Introduced at the end of 1975 and priced at about $4.00, Pet Rocks were an instant success, but by 1977 the fad had run its course, and Dahl donated his remaining inventory of 100,000 Pet Rocks to Goodwill and the Salvation Army. 


Al Bolt "I'm in Love with My Pet Rock" (Cin-Kay CK-201, Feb. 1976)


Country singer Al Bolt wasted no time in rushing a Pet Rock novelty song to market. The title suggests that the song is about romantic love for a Pet Rock, but it's actually about a child who loves the rock that followed him home.


Walter Rockite – "The Pet Rocks Are Coming" (Westbound WT-5022, May 1976)

None of the creators of this break-in comedy record wanted to be identified by their real names, apparently, because the artist is credited as Walter Rockite, the composer as Sandy Granite, and the producer as Sparkle Quartz. Or maybe that was just part of the joke. The record is set up as an interview, like many of Dickie Goodman's break-in hits, with Rockite and others asking questions, to which snippets of hit songs play in reply. The topic, generally speaking, is the Pet Rock craze, but the questions veer into miscellaneous celebrity news, with rock puns and jokes being the only real thread. The B-side, credited to the Walter Rockite Rock Conglomerate, was a song called "Rocky Road."
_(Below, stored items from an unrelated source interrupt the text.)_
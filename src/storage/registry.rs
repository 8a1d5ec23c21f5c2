//! File Registry
//!
//! Tracks every data file readable by the engine.

use std::collections::BTreeMap;
use std::sync::{Arc, Weak};

use parking_lot::{Mutex, RwLock, RwLockReadGuard};

use crate::log::{DataFile, FileId};

/// Open data files, keyed by id
///
/// ## Concurrency:
/// - `files`: RwLock; reads resolve a KeyDir entry to its file while
///   holding the read lock, so a file cannot be retired between the
///   lookup and taking a reference to it
/// - `retired`: weak handles to files removed from the registry but still
///   held elsewhere (snapshots, in-flight reads)
#[derive(Default)]
pub struct FileRegistry {
    files: RwLock<BTreeMap<FileId, Arc<DataFile>>>,
    retired: Mutex<Vec<Weak<DataFile>>>,
}

impl FileRegistry {
    pub fn new() -> Self {
        Self::default()
    }

    pub fn insert(&self, file: Arc<DataFile>) {
        self.files.write().insert(file.id(), file);
    }

    pub fn get(&self, id: FileId) -> Option<Arc<DataFile>> {
        self.files.read().get(&id).cloned()
    }

    /// Drop a file from the registry without retiring it
    pub fn remove(&self, id: FileId) -> Option<Arc<DataFile>> {
        self.files.write().remove(&id)
    }

    /// Hold the registry read lock
    pub(crate) fn read(&self) -> RwLockReadGuard<'_, BTreeMap<FileId, Arc<DataFile>>> {
        self.files.read()
    }

    /// Registered ids in ascending order
    pub fn ids(&self) -> Vec<FileId> {
        self.files.read().keys().copied().collect()
    }

    /// Registered ids strictly below `bound`, ascending
    pub fn ids_below(&self, bound: FileId) -> Vec<FileId> {
        self.files.read().range(..bound).map(|(id, _)| *id).collect()
    }

    pub fn max_id(&self) -> Option<FileId> {
        self.files.read().keys().next_back().copied()
    }

    pub fn len(&self) -> usize {
        self.files.read().len()
    }

    pub fn is_empty(&self) -> bool {
        self.files.read().is_empty()
    }

    /// Sum of registered file sizes
    pub fn total_size(&self) -> u64 {
        self.files.read().values().map(|f| f.size()).sum()
    }

    /// Remove `ids` from the registry and schedule them for deletion
    ///
    /// Each file is deleted once its last holder lets go of it; with no
    /// outstanding snapshot or read that is immediately.
    pub fn retire(&self, ids: &[FileId]) -> usize {
        let removed: Vec<Arc<DataFile>> = {
            let mut files = self.files.write();
            ids.iter().filter_map(|id| files.remove(id)).collect()
        };

        let mut retired = self.retired.lock();
        for file in &removed {
            file.mark_retired();
            retired.push(Arc::downgrade(file));
        }
        drop(retired);

        let count = removed.len();
        drop(removed);

        let deferred = self.pending_retirements();
        if deferred > 0 {
            tracing::debug!("{} retired data files held by open snapshots", deferred);
        }
        count
    }

    /// Retired files not yet deleted because something still holds them
    pub fn pending_retirements(&self) -> usize {
        let mut retired = self.retired.lock();
        retired.retain(|weak| weak.strong_count() > 0);
        retired.len()
    }
}
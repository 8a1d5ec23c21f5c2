//! Writer
//!
//! Owns the active data file and applies puts, removes and batches.

use std::path::{Path, PathBuf};
use std::sync::Arc;

use crate::batch::Batch;
use crate::config::{Config, SyncStrategy};
use crate::error::{CaskError, Result};
use crate::keydir::{KeyDir, KeyDirEntry};
use crate::log::{DataFile, FileId, LogRecord};

use super::FileRegistry;

/// Appends records to the active data file
///
/// Callers serialize access (the engine keeps the writer behind a mutex),
/// which gives every append a single total order: file offsets and
/// last-writer-wins in the KeyDir both follow it.
pub struct Writer {
    dir: PathBuf,
    max_file_size: u64,
    sync_strategy: SyncStrategy,
    write_hint_files: bool,

    /// None once the writer is closed
    active: Option<Arc<DataFile>>,
    next_id: FileId,
    unsynced: usize,

    keydir: Arc<KeyDir>,
    files: Arc<FileRegistry>,
}

impl Writer {
    /// Start writing to a fresh data file with id `first_id`
    pub fn open(
        config: &Config,
        first_id: FileId,
        keydir: Arc<KeyDir>,
        files: Arc<FileRegistry>,
    ) -> Result<Self> {
        let mut writer = Self {
            dir: config.data_dir.clone(),
            max_file_size: config.max_file_size,
            sync_strategy: config.sync_strategy,
            write_hint_files: config.write_hint_files,
            active: None,
            next_id: first_id,
            unsynced: 0,
            keydir,
            files,
        };
        writer.rotate_to(first_id)?;
        Ok(writer)
    }

    /// Put a key-value pair
    pub fn put(&mut self, key: &[u8], value: &[u8]) -> Result<()> {
        let record = LogRecord::put(key, value);
        let entry = self.append(&record)?;
        self.keydir.put(record.key, entry);
        Ok(())
    }

    /// Remove a key
    ///
    /// The tombstone is logged even if the key is absent, so replay after a
    /// crash sees the removal regardless of what older files contain.
    pub fn remove(&mut self, key: &[u8]) -> Result<()> {
        let record = LogRecord::tombstone(key);
        self.append(&record)?;
        self.keydir.remove(key);
        Ok(())
    }

    /// Apply every operation of `batch` in order
    ///
    /// All records are size-checked before anything is written. If an
    /// append fails part way, the log keeps the records already appended
    /// but the KeyDir is left untouched for the whole batch.
    pub fn write(&mut self, batch: &Batch) -> Result<()> {
        let records: Vec<LogRecord> = batch.ops().iter().map(|op| op.to_record()).collect();
        for record in &records {
            record.validate()?;
        }

        let mut updates = Vec::with_capacity(records.len());
        for record in records {
            let entry = self.append(&record)?;
            let update = if record.is_tombstone() { None } else { Some(entry) };
            updates.push((record.key, update));
        }

        self.keydir.apply(updates);
        Ok(())
    }

    /// Append one record, rotating first if it would overflow the file
    fn append(&mut self, record: &LogRecord) -> Result<KeyDirEntry> {
        record.validate()?;

        // A file sealed after a failed append takes no more records
        let needs_rotation = {
            let active = self.active()?;
            !active.is_writable()
                || (!active.is_empty()
                    && active.size() + record.encoded_len() > self.max_file_size)
        };
        if needs_rotation {
            self.rotate()?;
        }

        let active = Arc::clone(self.active()?);
        let value_position = active.append(record)?;
        self.after_append(&active)?;

        Ok(KeyDirEntry {
            file_id: active.id(),
            value_size: record.value_len() as u32,
            value_position,
            timestamp: record.timestamp,
            tombstone: record.is_tombstone(),
        })
    }

    fn after_append(&mut self, active: &DataFile) -> Result<()> {
        match self.sync_strategy {
            SyncStrategy::EveryWrite => active.sync(),
            SyncStrategy::EveryNEntries { count } => {
                self.unsynced += 1;
                if self.unsynced >= count {
                    self.unsynced = 0;
                    active.sync()?;
                }
                Ok(())
            }
        }
    }

    /// Seal the active file and continue in the next one
    pub fn rotate(&mut self) -> Result<FileId> {
        let id = self.next_id;
        self.rotate_to(id)?;
        Ok(id)
    }

    /// Seal the active file and skip `reserve` ids before the next one
    ///
    /// Returns the first reserved id. Reserved ids sort below every file the
    /// writer creates afterwards.
    pub(crate) fn rotate_reserving(&mut self, reserve: u64) -> Result<FileId> {
        let first_reserved = self.next_id;
        self.rotate_to(FileId(first_reserved.as_u64() + reserve))?;
        Ok(first_reserved)
    }

    fn rotate_to(&mut self, id: FileId) -> Result<()> {
        self.seal_active()?;

        let file = Arc::new(DataFile::create(&self.dir, id)?);
        self.files.insert(Arc::clone(&file));
        self.active = Some(file);
        self.next_id = id.next();
        self.unsynced = 0;

        tracing::debug!("Active data file is now {}", id);
        Ok(())
    }

    fn seal_active(&mut self) -> Result<()> {
        if let Some(active) = self.active.take() {
            if !active.close(self.write_hint_files)? {
                self.files.remove(active.id());
            }
        }
        Ok(())
    }

    /// fsync the active file
    pub fn sync(&mut self) -> Result<()> {
        self.unsynced = 0;
        self.active()?.sync()
    }

    /// Seal the active file; later writes fail
    pub fn close(&mut self) -> Result<()> {
        self.seal_active()
    }

    pub fn is_closed(&self) -> bool {
        self.active.is_none()
    }

    pub fn active_id(&self) -> Option<FileId> {
        self.active.as_ref().map(|f| f.id())
    }

    /// Whether the active file has received any record
    pub fn active_is_empty(&self) -> bool {
        self.active.as_ref().map_or(true, |f| f.is_empty())
    }

    pub fn next_id(&self) -> FileId {
        self.next_id
    }

    pub fn dir(&self) -> &Path {
        &self.dir
    }

    fn active(&self) -> Result<&Arc<DataFile>> {
        self.active.as_ref().ok_or(CaskError::Closed)
    }
}
//! Data File
//!
//! One `{id}.data` append-only file plus its `{id}.hint` companion.

use std::fs::{self, File, OpenOptions};
use std::io::{self, BufWriter, ErrorKind, Seek, SeekFrom, Write};
use std::path::{Path, PathBuf};
use std::sync::atomic::{AtomicBool, AtomicU64, Ordering};

use parking_lot::Mutex;

use crate::error::{CaskError, Result};

use super::{FileId, HintRecord, LogRecord, TMP_EXTENSION};

/// Write side of a data file that has not been sealed yet
struct ActiveState {
    file: File,
    /// One hint per appended record, written out when the file is sealed
    hints: Vec<HintRecord>,
}

/// A single data file
///
/// ## Concurrency:
/// - Appends go through `active` (only the owning writer appends)
/// - Reads are positional on a separate `reader` handle, so they neither
///   wait on an in-progress append nor on each other
/// - A retired file deletes itself from disk when the last `Arc` holding
///   it is dropped
pub struct DataFile {
    id: FileId,
    path: PathBuf,
    hint_path: PathBuf,
    reader: File,
    active: Mutex<Option<ActiveState>>,
    size: AtomicU64,
    retired: AtomicBool,
    /// Renamed paths this file removes when dropped after retirement
    retired_paths: Mutex<Vec<PathBuf>>,
}

impl DataFile {
    /// Create a new, empty data file open for appends
    pub fn create(dir: &Path, id: FileId) -> Result<Self> {
        let path = id.data_path(dir);
        let file = OpenOptions::new()
            .create_new(true)
            .write(true)
            .open(&path)?;
        let reader = File::open(&path)?;

        tracing::debug!("Created data file {}", path.display());

        Ok(Self {
            id,
            hint_path: id.hint_path(dir),
            path,
            reader,
            active: Mutex::new(Some(ActiveState {
                file,
                hints: Vec::new(),
            })),
            size: AtomicU64::new(0),
            retired: AtomicBool::new(false),
            retired_paths: Mutex::new(Vec::new()),
        })
    }

    /// Open an existing data file read-only
    pub fn open(dir: &Path, id: FileId) -> Result<Self> {
        let path = id.data_path(dir);
        let reader = File::open(&path)?;
        let size = reader.metadata()?.len();

        Ok(Self {
            id,
            hint_path: id.hint_path(dir),
            path,
            reader,
            active: Mutex::new(None),
            size: AtomicU64::new(size),
            retired: AtomicBool::new(false),
            retired_paths: Mutex::new(Vec::new()),
        })
    }

    /// Append `record`, returning the absolute offset of its value
    pub fn append(&self, record: &LogRecord) -> Result<u64> {
        let bytes = record.encode()?;

        let mut guard = self.active.lock();
        let state = guard
            .as_mut()
            .ok_or_else(|| CaskError::Storage(format!("data file {} is sealed", self.id)))?;

        let position = self.size.load(Ordering::Acquire);
        if let Err(e) = state.file.write_all(&bytes) {
            // A torn record would end any later scan of this file, hiding
            // the records appended after it
            if let Err(rollback) = discard_tail(&mut state.file, position) {
                tracing::warn!(
                    "Failed to truncate data file {} after a failed append ({}); sealing it",
                    self.path.display(),
                    rollback
                );
                *guard = None;
            }
            return Err(e.into());
        }
        self.size
            .store(position + bytes.len() as u64, Ordering::Release);

        state.hints.push(HintRecord::for_record(record, position));

        Ok(position + record.value_offset())
    }

    /// Read `len` value bytes starting at `position`
    pub fn read_value(&self, position: u64, len: u32) -> Result<Vec<u8>> {
        let mut value = vec![0u8; len as usize];
        read_exact_at(&self.reader, &mut value, position)?;
        Ok(value)
    }

    /// fsync appended records
    pub fn sync(&self) -> Result<()> {
        if let Some(state) = self.active.lock().as_mut() {
            state.file.flush()?;
            state.file.sync_all()?;
        }
        Ok(())
    }

    /// Seal the file: no further appends
    ///
    /// A file that never received a record is deleted instead. Otherwise the
    /// file is fsynced and, if `write_hint` is set, its hint file is written.
    /// Returns `false` if the file was deleted.
    pub fn close(&self, write_hint: bool) -> Result<bool> {
        let state = match self.active.lock().take() {
            Some(state) => state,
            None => return Ok(!self.is_empty()),
        };

        if self.is_empty() {
            drop(state);
            remove_if_exists(&self.path)?;
            tracing::debug!("Removed empty data file {}", self.path.display());
            return Ok(false);
        }

        state.file.sync_all()?;
        if write_hint {
            write_hint_file(&self.hint_path, &state.hints)?;
        }

        tracing::debug!(
            "Sealed data file {} ({} bytes, {} records)",
            self.path.display(),
            self.size(),
            state.hints.len()
        );
        Ok(true)
    }

    /// Schedule deletion for when the last holder drops this file
    ///
    /// The data and hint files are renamed to their `.tmp` names right away,
    /// so a crash before the deletion cannot bring them back at next open.
    /// Open handles keep reading from the renamed file. Only the renamed
    /// paths are removed on drop: the original names may belong to a newer
    /// file by then.
    pub fn mark_retired(&self) {
        if self.retired.swap(true, Ordering::AcqRel) {
            return;
        }
        let mut renamed = self.retired_paths.lock();
        for path in [&self.path, &self.hint_path] {
            let tmp = tmp_path(path);
            match fs::rename(path, &tmp) {
                Ok(()) => renamed.push(tmp),
                Err(e) if e.kind() == ErrorKind::NotFound => {}
                Err(e) => {
                    // Unlinking now still leaves open handles readable on unix
                    tracing::warn!("Failed to rename retired file {}: {}", path.display(), e);
                    if let Err(e) = remove_if_exists(path) {
                        tracing::warn!("Failed to delete retired file {}: {}", path.display(), e);
                    }
                }
            }
        }
    }

    pub fn is_retired(&self) -> bool {
        self.retired.load(Ordering::Acquire)
    }

    pub fn id(&self) -> FileId {
        self.id
    }

    pub fn path(&self) -> &Path {
        &self.path
    }

    pub fn hint_path(&self) -> &Path {
        &self.hint_path
    }

    /// Current size in bytes
    pub fn size(&self) -> u64 {
        self.size.load(Ordering::Acquire)
    }

    pub fn is_empty(&self) -> bool {
        self.size() == 0
    }

    /// Whether the file still accepts appends
    pub fn is_writable(&self) -> bool {
        self.active.lock().is_some()
    }
}

impl Drop for DataFile {
    fn drop(&mut self) {
        if !self.is_retired() {
            return;
        }
        for path in self.retired_paths.get_mut().drain(..) {
            if let Err(e) = remove_if_exists(&path) {
                tracing::warn!("Failed to delete retired file {}: {}", path.display(), e);
            }
        }
        tracing::debug!("Deleted retired data file {}", self.id);
    }
}

/// Write `hints` to `path` via a temporary file and rename
fn write_hint_file(path: &Path, hints: &[HintRecord]) -> Result<()> {
    let tmp = tmp_path(path);

    let file = OpenOptions::new()
        .create(true)
        .write(true)
        .truncate(true)
        .open(&tmp)?;
    let mut writer = BufWriter::new(file);
    for hint in hints {
        writer.write_all(&hint.encode()?)?;
    }
    writer.flush()?;

    let file = writer
        .into_inner()
        .map_err(|e| CaskError::Io(e.into_error()))?;
    file.sync_all()?;
    drop(file);

    fs::rename(&tmp, path)?;
    Ok(())
}

/// `path` with `.tmp` appended; removed by recovery if left behind
fn tmp_path(path: &Path) -> PathBuf {
    let mut name = path.as_os_str().to_owned();
    name.push(".");
    name.push(TMP_EXTENSION);
    PathBuf::from(name)
}

/// Cut a failed append back off the end of the file
fn discard_tail(file: &mut File, position: u64) -> io::Result<()> {
    file.set_len(position)?;
    file.seek(SeekFrom::Start(position))?;
    Ok(())
}

#[cfg(unix)]
fn read_exact_at(file: &File, buf: &mut [u8], offset: u64) -> io::Result<()> {
    use std::os::unix::fs::FileExt;
    file.read_exact_at(buf, offset)
}

#[cfg(windows)]
fn read_exact_at(file: &File, mut buf: &mut [u8], mut offset: u64) -> io::Result<()> {
    use std::os::windows::fs::FileExt;
    while !buf.is_empty() {
        match file.seek_read(buf, offset) {
            Ok(0) => {
                return Err(io::Error::new(
                    ErrorKind::UnexpectedEof,
                    "failed to fill whole buffer",
                ))
            }
            Ok(n) => {
                buf = &mut buf[n..];
                offset += n as u64;
            }
            Err(e) if e.kind() == ErrorKind::Interrupted => {}
            Err(e) => return Err(e),
        }
    }
    Ok(())
}

fn remove_if_exists(path: &Path) -> io::Result<()> {
    match fs::remove_file(path) {
        Ok(()) => Ok(()),
        Err(e) if e.kind() == ErrorKind::NotFound => Ok(()),
        Err(e) => Err(e),
    }
}
//! Write batches
//!
//! A batch collects puts and removes and is applied as one unit: its
//! records are appended in order, then every KeyDir update becomes visible
//! at once.

use crate::log::LogRecord;

/// A pending operation inside a batch
#[derive(Debug, Clone, PartialEq)]
pub enum BatchOp {
    /// Put a key-value pair
    Put { key: Vec<u8>, value: Vec<u8> },

    /// Remove a key
    Remove { key: Vec<u8> },
}

impl BatchOp {
    pub fn key(&self) -> &[u8] {
        match self {
            BatchOp::Put { key, .. } | BatchOp::Remove { key } => key,
        }
    }

    /// Log record for this operation, stamped with the current time
    pub fn to_record(&self) -> LogRecord {
        match self {
            BatchOp::Put { key, value } => LogRecord::put(key.clone(), value.clone()),
            BatchOp::Remove { key } => LogRecord::tombstone(key.clone()),
        }
    }
}

/// An ordered group of operations submitted with `Engine::write`
#[derive(Debug, Clone, Default)]
pub struct Batch {
    ops: Vec<BatchOp>,
}

impl Batch {
    pub fn new() -> Self {
        Self::default()
    }

    pub fn put(&mut self, key: impl Into<Vec<u8>>, value: impl Into<Vec<u8>>) -> &mut Self {
        self.ops.push(BatchOp::Put {
            key: key.into(),
            value: value.into(),
        });
        self
    }

    pub fn remove(&mut self, key: impl Into<Vec<u8>>) -> &mut Self {
        self.ops.push(BatchOp::Remove { key: key.into() });
        self
    }

    pub fn ops(&self) -> &[BatchOp] {
        &self.ops
    }

    pub fn len(&self) -> usize {
        self.ops.len()
    }

    pub fn is_empty(&self) -> bool {
        self.ops.is_empty()
    }

    pub fn clear(&mut self) {
        self.ops.clear();
    }
}
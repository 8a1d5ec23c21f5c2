//! Storage Module
//!
//! Everything above the single-file level: the set of open data files,
//! loading them at startup, appending, and merging.
//!
//! ## Responsibilities
//! - Track readable data files and defer deletion of retired ones
//! - Rebuild the KeyDir from hint files or data file scans
//! - Append puts, removes and batches, rotating at `max_file_size`
//! - Compact sealed files while reads and writes continue
//!
//! ## Directory Layout
//! ```text
//! data_dir/
//! ├── LOCK          exclusive advisory lock while open
//! ├── 0.data        sealed
//! ├── 0.hint
//! ├── 1.data        sealed
//! ├── 1.hint
//! └── 2.data        active (no hint until sealed)
//! ```

mod compaction;
mod recovery;
mod registry;
mod writer;

pub use compaction::{CompactionStats, Compactor};
pub use recovery::{Loader, RecoveryStats};
pub use registry::FileRegistry;
pub use writer::Writer;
Chuck McCabe & the K-ROCK News Team – "That Old Pet Rock of Mine" and "Live at the Pet Rock Show" (GRT Records, GRT-044, 1976)


Pet Rock inventor Gary Dahl actually cowrote the A-side of this double-sided Pet Rock single, which GRT Records advertised as "the greatest rock hit of all time." Get it? It wasn't a hit at all, and as far as I can tell didn't get substantial airplay, but the B-side, "Live at the Pet Rock Show," is a fairly amusing break-in comedy record in which all the snippets of popular songs sound like re-recordings, a strategy that would get around the licensing problems that often plagued break-in records. 


Michael Andrews – "Pet Rock" (Theta 2019-A, 1976)

Released in the summer of 1976, "Pet Rock" by Michael Andrews inspired a Los Angeles secretary named Jannene Swift to marry a 50-pound rock. The song got a little airplay but not nearly as much attention as the resulting marriage, which made national news. The wedding ceremony was performed at a park on Wilshire Boulevard in L.A., and the union was described as the first "inter-rock-cial" marriage.




Merlin – "Without My Rock" and "Pet Rock Rock" (Stonehenge 3001, 1976)

This double-sided Pet Rock record was supposed to accompany a book by author Thomas N. Corpening that was going to be titled either Pet Rock Jokes & Songs, as it says on the label of the 45, or The Pet Rock Joke Book, as it says in Corpening's obituary, but I haven't seen any evidence that this book was actually published. The Texas band Merlin set Corpening's lyrics to music for this single.


That was the end of the craze, but it wasn't the end of Pet Rocks. In fact, Pet Rocks are still available today. A record label called Pet Rock was active in the 1990s-2010s. Teenage Fanclub had a song called "Pet Rock" on their 1991 album Bandwagonesque. A band called The Pet Rocks released a couple albums. Some children's books about Pet Rocks have been published. And if you'd like to have an authentic vintage Pet Rock, they sell on eBay for around $40 these days.